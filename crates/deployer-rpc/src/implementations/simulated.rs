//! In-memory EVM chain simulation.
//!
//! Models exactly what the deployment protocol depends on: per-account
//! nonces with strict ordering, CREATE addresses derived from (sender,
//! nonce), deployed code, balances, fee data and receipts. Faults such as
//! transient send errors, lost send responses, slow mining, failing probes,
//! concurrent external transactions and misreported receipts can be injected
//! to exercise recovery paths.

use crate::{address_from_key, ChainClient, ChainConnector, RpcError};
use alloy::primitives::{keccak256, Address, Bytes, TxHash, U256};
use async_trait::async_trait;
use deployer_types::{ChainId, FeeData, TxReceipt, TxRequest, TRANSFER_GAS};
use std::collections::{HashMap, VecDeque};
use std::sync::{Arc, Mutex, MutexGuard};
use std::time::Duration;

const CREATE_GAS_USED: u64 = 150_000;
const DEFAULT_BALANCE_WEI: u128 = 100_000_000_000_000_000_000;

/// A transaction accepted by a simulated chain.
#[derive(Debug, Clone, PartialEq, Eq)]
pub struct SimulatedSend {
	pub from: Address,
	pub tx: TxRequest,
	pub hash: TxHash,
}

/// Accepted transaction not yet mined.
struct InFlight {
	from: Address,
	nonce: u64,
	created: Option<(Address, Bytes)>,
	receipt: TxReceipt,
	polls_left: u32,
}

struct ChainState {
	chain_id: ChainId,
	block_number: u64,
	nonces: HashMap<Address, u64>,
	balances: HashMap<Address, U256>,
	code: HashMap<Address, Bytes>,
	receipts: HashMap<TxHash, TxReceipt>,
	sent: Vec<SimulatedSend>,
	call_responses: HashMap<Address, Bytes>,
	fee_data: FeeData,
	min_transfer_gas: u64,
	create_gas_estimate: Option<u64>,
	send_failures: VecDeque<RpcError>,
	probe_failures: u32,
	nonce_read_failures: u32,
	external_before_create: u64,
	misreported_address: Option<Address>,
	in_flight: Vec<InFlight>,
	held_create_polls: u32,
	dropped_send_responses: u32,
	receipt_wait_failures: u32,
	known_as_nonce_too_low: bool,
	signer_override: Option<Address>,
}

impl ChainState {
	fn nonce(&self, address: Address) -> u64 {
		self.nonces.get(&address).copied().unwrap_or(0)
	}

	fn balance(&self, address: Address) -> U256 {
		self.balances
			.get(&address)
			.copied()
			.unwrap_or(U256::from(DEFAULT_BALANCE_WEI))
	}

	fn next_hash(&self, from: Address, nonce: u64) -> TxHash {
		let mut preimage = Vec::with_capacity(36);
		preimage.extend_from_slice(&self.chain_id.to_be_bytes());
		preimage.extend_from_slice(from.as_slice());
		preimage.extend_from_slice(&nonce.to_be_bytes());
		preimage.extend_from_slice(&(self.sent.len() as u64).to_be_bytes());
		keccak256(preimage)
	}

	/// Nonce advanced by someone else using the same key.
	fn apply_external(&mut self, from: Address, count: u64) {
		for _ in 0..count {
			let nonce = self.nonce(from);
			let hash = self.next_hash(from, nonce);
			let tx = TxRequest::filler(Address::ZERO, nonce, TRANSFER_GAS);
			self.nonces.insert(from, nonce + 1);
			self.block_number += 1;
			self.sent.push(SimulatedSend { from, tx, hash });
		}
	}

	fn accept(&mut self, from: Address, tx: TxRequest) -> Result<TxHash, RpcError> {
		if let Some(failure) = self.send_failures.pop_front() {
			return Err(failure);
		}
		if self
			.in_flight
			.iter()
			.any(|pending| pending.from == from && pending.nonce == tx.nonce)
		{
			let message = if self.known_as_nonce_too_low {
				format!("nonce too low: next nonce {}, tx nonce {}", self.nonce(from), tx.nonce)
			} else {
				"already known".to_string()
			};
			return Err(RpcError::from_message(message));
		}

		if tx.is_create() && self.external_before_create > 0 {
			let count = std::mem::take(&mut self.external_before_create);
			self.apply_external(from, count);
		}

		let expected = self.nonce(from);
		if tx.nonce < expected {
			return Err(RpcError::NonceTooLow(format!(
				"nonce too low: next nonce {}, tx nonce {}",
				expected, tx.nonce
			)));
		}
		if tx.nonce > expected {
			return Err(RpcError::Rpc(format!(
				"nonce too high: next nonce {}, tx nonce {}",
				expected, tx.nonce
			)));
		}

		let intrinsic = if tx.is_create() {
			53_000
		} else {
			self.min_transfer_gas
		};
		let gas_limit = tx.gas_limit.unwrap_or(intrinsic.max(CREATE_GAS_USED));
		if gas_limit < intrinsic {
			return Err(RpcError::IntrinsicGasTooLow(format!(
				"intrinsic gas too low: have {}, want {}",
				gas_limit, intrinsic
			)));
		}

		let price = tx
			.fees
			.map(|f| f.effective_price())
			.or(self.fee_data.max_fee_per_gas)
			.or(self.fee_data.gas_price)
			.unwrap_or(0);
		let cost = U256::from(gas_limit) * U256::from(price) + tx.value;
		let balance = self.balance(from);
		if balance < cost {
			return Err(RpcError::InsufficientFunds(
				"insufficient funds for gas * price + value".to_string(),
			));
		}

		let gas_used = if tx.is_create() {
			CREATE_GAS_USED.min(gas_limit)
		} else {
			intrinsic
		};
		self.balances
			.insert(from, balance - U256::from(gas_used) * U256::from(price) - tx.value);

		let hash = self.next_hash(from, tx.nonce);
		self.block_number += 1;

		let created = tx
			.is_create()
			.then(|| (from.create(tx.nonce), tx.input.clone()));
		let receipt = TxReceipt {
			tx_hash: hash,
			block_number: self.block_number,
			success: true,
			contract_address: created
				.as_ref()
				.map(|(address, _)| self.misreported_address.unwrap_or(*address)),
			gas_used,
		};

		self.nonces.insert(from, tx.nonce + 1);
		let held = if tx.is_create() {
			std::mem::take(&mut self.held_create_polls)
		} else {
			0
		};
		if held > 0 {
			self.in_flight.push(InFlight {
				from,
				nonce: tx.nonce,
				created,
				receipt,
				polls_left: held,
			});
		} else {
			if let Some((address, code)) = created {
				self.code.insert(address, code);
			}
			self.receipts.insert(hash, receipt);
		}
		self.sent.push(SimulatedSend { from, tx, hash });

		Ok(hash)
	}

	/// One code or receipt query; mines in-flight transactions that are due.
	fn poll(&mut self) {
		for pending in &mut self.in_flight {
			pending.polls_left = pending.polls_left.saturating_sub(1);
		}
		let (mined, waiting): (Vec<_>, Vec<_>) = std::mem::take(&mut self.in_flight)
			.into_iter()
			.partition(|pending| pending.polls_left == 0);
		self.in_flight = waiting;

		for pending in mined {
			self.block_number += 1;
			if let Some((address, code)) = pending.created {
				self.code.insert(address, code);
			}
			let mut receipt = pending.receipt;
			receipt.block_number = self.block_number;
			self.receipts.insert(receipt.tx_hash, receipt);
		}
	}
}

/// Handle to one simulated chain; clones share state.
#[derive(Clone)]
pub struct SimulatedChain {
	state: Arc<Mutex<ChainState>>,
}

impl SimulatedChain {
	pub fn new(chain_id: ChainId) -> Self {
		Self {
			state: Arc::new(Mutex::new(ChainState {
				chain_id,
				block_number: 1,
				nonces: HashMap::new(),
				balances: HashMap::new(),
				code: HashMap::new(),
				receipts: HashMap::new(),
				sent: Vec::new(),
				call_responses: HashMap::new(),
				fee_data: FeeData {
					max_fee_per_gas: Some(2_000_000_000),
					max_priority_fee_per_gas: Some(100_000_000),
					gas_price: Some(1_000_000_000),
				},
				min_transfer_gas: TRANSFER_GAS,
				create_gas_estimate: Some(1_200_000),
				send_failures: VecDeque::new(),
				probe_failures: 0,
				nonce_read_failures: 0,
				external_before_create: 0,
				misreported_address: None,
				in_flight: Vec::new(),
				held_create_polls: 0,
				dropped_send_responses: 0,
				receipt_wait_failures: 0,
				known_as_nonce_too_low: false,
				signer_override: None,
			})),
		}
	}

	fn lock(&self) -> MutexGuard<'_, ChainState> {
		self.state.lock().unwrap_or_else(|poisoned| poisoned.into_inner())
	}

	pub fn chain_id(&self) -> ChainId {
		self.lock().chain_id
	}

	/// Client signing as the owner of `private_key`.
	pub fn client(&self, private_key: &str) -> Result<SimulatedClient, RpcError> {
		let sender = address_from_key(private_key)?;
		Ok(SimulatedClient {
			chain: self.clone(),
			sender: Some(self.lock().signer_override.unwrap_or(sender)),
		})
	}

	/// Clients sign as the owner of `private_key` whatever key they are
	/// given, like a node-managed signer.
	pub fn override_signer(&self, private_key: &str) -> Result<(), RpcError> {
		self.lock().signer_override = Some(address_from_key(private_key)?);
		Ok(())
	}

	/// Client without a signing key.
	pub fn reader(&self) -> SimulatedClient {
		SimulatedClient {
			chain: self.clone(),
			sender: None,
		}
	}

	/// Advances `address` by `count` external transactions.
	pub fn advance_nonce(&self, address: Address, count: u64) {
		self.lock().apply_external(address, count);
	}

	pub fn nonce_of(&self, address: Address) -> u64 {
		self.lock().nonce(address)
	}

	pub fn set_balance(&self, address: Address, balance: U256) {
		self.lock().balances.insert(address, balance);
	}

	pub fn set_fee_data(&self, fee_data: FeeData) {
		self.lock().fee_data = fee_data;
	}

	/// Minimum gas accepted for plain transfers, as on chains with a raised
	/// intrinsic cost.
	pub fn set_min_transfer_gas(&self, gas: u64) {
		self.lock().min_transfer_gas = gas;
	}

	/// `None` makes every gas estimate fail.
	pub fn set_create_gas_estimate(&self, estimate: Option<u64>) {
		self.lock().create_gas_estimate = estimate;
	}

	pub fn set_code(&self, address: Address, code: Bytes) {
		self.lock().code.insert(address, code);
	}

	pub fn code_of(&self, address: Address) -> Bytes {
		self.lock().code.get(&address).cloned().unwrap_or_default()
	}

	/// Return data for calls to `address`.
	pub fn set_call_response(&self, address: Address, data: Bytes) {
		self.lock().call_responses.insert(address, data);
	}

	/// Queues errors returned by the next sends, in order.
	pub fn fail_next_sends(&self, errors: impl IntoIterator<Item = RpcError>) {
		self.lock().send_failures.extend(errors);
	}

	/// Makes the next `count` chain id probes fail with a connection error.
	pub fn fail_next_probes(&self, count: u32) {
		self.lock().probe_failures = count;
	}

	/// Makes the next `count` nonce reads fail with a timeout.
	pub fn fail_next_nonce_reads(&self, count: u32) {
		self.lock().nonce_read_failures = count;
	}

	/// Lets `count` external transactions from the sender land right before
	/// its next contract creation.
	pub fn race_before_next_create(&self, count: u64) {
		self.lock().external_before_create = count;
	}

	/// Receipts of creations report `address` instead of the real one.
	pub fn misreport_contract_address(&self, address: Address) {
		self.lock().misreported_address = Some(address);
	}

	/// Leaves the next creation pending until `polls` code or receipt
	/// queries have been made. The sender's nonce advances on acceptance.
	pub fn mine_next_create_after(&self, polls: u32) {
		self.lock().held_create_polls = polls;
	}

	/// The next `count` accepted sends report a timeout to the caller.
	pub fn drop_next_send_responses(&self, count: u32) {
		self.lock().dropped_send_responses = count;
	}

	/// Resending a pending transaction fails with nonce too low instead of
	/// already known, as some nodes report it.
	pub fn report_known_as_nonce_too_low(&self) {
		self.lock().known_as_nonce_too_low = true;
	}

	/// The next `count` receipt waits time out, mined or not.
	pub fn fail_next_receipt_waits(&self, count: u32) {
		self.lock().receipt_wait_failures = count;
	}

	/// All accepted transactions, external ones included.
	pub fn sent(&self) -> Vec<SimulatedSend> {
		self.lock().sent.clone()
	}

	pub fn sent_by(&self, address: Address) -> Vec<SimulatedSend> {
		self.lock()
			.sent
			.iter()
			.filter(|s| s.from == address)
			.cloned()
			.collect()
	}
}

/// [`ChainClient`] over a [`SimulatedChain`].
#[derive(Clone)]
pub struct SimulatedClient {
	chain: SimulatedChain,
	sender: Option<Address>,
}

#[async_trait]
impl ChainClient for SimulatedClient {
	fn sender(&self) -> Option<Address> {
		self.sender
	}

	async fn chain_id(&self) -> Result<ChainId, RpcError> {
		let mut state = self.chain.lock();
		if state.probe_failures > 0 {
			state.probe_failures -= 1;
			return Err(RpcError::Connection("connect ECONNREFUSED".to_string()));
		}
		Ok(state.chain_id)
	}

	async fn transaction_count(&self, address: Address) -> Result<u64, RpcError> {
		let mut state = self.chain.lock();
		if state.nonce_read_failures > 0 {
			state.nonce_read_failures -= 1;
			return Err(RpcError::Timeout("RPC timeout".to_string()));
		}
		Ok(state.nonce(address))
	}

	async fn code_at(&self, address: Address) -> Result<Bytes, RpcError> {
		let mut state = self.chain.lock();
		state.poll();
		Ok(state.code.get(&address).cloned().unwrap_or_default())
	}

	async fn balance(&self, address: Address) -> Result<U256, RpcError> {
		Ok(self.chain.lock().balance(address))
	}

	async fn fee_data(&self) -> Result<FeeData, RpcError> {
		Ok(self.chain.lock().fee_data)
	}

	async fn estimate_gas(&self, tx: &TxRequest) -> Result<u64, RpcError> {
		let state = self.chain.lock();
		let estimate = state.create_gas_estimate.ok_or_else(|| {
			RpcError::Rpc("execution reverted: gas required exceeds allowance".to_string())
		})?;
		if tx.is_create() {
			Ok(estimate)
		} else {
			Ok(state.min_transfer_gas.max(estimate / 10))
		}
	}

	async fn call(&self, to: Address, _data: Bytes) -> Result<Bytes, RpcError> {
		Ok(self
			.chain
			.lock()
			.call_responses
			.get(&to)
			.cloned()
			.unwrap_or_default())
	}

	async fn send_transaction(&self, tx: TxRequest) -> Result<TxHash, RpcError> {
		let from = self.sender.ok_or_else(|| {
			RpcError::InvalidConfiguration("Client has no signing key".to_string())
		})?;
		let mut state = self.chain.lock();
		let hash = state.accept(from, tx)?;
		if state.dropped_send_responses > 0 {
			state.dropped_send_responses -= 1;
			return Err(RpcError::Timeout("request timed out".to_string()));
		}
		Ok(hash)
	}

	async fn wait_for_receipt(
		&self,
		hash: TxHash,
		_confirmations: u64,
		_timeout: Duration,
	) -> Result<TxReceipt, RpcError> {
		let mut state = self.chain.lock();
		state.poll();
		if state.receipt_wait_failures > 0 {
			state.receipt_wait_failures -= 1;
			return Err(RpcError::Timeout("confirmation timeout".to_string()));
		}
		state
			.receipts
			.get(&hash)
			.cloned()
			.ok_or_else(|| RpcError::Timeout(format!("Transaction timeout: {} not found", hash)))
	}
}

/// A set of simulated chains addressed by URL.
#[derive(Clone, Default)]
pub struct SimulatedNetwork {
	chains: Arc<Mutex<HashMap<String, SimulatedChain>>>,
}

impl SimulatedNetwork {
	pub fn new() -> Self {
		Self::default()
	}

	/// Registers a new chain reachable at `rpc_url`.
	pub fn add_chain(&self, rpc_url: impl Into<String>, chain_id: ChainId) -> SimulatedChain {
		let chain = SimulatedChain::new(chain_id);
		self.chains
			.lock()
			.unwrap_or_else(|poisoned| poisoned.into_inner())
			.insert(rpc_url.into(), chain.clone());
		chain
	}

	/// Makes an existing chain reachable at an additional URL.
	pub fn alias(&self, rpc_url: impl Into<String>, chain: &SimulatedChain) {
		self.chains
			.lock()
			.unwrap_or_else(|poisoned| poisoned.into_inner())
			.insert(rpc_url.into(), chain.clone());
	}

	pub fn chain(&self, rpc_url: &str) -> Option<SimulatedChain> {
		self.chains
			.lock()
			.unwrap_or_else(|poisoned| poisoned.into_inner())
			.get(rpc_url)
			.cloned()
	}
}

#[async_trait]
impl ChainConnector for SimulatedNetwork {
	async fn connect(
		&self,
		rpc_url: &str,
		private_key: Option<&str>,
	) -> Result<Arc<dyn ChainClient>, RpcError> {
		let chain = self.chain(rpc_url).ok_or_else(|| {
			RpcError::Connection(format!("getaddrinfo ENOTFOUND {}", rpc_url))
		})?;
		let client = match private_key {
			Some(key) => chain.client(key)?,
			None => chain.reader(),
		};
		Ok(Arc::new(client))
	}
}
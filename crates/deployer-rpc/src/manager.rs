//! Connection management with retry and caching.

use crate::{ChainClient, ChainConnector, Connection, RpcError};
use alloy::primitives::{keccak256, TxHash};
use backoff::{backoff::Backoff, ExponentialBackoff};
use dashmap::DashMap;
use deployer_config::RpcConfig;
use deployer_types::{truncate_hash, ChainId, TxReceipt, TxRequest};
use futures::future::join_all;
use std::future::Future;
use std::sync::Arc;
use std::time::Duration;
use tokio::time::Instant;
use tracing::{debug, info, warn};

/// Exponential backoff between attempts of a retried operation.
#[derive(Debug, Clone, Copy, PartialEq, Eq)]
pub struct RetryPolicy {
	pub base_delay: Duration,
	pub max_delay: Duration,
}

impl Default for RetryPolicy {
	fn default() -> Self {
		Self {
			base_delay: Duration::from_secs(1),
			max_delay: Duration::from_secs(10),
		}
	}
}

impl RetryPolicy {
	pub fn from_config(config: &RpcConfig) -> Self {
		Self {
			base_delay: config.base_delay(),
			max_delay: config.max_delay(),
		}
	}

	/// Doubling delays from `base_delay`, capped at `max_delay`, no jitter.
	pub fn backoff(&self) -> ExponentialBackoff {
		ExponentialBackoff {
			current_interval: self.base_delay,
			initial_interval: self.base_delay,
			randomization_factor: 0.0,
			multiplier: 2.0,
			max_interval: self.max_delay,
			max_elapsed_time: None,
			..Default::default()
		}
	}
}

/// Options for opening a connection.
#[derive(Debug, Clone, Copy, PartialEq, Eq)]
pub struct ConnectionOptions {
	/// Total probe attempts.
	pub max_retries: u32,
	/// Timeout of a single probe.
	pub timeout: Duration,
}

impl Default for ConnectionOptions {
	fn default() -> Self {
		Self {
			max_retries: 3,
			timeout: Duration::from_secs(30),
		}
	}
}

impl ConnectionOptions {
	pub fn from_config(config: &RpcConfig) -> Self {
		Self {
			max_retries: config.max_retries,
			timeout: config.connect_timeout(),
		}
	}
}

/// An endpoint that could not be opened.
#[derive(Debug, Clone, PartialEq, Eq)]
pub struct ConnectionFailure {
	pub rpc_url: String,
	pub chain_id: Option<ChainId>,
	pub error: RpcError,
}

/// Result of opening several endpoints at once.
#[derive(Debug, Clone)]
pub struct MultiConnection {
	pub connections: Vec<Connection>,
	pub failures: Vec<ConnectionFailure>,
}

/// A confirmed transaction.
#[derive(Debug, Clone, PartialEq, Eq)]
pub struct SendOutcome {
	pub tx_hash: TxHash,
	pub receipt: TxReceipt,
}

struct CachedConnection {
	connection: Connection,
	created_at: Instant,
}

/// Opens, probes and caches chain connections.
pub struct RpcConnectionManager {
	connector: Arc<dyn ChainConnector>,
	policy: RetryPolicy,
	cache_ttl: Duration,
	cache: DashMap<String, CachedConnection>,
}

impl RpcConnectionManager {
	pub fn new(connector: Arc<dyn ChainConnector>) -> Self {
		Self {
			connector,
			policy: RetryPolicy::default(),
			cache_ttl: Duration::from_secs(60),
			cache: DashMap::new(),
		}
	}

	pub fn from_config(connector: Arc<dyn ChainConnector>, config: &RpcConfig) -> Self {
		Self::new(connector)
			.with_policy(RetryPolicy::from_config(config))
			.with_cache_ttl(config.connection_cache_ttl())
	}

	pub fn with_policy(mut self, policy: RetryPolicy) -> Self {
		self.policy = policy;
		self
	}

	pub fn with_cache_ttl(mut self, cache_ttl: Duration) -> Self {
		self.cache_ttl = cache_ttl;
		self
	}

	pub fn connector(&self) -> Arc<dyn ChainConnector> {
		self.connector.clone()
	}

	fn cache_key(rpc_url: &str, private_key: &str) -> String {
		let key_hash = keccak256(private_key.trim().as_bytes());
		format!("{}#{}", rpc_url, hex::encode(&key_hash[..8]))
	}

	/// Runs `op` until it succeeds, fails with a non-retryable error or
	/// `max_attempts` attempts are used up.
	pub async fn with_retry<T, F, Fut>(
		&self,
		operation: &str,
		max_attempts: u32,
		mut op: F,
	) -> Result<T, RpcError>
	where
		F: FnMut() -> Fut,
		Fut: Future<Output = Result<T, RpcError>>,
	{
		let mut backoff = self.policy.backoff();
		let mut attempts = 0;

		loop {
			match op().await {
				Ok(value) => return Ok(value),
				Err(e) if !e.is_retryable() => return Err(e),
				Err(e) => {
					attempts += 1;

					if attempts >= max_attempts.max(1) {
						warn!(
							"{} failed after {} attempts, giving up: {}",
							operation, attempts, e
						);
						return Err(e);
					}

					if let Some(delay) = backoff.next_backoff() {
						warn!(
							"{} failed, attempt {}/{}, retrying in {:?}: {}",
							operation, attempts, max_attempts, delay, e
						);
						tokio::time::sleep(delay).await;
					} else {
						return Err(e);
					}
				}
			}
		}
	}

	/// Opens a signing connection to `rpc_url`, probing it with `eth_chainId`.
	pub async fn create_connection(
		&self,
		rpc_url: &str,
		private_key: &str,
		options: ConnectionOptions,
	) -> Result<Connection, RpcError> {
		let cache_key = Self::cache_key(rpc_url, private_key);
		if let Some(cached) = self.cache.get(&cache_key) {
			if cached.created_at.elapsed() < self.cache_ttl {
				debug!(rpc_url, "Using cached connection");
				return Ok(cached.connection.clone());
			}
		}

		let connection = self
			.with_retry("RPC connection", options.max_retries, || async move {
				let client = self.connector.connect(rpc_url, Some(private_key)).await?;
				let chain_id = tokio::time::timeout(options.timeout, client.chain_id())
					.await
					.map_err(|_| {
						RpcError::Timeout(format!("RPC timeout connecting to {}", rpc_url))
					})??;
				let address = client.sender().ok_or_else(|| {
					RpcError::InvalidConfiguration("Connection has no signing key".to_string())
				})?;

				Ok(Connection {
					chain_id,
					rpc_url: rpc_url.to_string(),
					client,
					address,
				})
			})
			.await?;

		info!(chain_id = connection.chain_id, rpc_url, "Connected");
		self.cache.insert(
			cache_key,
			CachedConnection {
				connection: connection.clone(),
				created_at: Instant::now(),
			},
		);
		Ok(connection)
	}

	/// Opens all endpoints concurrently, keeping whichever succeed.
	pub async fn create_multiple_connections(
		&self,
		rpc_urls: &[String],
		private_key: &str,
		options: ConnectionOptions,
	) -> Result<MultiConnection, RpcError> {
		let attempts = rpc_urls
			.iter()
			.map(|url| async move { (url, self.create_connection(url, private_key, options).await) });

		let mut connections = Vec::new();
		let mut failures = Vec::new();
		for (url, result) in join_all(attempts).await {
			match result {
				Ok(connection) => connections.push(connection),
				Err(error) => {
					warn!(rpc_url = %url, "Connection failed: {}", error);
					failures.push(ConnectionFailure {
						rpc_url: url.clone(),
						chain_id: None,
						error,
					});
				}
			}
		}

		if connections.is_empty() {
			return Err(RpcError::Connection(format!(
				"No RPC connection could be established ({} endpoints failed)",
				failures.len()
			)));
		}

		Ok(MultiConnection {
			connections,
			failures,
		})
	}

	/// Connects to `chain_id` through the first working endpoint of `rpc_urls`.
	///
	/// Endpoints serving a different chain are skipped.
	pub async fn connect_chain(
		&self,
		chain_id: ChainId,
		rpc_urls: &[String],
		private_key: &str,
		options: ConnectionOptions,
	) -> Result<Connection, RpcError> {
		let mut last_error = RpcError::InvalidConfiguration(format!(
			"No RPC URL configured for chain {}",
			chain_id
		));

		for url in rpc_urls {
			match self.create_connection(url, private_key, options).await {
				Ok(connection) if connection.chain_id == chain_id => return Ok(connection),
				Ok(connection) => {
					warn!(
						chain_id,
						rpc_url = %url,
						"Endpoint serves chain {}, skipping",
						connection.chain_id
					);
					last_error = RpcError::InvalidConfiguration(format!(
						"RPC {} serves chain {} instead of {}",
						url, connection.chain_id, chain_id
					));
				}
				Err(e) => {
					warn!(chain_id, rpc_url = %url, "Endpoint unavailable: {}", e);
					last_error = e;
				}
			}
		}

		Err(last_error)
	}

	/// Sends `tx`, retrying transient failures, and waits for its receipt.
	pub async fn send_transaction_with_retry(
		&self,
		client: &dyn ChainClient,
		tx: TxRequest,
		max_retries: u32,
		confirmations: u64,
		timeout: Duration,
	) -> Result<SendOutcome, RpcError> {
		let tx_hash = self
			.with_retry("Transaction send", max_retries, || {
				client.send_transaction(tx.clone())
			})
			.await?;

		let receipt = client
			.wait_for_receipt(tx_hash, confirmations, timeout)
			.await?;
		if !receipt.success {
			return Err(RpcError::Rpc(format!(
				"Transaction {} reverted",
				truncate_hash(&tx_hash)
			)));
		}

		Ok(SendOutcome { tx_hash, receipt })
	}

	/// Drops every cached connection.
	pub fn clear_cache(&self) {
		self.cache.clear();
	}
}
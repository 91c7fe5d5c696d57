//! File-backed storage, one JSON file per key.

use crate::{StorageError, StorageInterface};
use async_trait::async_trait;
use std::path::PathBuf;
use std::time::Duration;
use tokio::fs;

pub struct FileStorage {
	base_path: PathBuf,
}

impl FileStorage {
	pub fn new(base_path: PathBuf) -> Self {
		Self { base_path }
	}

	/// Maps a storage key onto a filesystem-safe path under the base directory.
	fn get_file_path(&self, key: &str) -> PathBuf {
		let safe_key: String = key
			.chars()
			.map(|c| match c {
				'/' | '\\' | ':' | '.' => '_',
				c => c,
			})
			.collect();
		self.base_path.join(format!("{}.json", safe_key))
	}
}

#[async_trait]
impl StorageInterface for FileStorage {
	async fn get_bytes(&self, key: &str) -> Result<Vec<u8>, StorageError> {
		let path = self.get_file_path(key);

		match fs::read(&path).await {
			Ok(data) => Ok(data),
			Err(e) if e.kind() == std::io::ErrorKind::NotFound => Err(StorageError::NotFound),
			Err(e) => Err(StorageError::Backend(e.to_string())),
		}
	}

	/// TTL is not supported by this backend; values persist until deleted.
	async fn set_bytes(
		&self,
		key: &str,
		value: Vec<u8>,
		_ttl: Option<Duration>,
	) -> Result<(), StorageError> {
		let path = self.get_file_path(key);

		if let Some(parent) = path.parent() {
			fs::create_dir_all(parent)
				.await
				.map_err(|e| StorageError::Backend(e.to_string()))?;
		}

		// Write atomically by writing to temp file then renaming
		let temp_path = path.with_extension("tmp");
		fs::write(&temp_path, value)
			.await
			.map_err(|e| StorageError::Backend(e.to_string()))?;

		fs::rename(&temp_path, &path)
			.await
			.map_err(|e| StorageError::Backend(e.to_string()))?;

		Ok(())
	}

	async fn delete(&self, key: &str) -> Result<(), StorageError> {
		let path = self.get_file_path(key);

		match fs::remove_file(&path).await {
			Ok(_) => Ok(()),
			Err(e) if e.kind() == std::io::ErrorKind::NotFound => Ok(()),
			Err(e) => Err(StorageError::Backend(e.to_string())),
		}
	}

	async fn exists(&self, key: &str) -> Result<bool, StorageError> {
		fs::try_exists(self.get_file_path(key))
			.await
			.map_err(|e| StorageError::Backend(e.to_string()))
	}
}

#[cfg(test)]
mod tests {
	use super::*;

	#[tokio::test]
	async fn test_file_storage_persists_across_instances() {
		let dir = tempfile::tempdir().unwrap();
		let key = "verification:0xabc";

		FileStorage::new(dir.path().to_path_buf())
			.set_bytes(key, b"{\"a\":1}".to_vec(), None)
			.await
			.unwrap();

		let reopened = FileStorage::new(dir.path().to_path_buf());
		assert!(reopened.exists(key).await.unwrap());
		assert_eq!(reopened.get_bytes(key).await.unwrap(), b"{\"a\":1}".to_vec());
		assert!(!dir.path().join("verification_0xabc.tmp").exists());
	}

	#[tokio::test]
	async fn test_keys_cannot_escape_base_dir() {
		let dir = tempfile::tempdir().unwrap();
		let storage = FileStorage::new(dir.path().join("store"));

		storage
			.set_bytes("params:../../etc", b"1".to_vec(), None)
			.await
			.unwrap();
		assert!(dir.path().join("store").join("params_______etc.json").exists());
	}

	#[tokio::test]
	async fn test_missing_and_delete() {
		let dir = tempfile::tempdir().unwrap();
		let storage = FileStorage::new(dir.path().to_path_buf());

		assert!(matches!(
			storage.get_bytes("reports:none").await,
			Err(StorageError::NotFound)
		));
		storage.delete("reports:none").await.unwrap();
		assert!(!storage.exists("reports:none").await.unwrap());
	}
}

········

*YOUR INSTRUCTIONS:*
Identify every line above with the string "DashMap" in it. Copy those lines.

*ANSWER SPACE:*
use dashmap::DashMap;
	cache: DashMap<String, CachedConnection>,
			cache: DashMap::new(),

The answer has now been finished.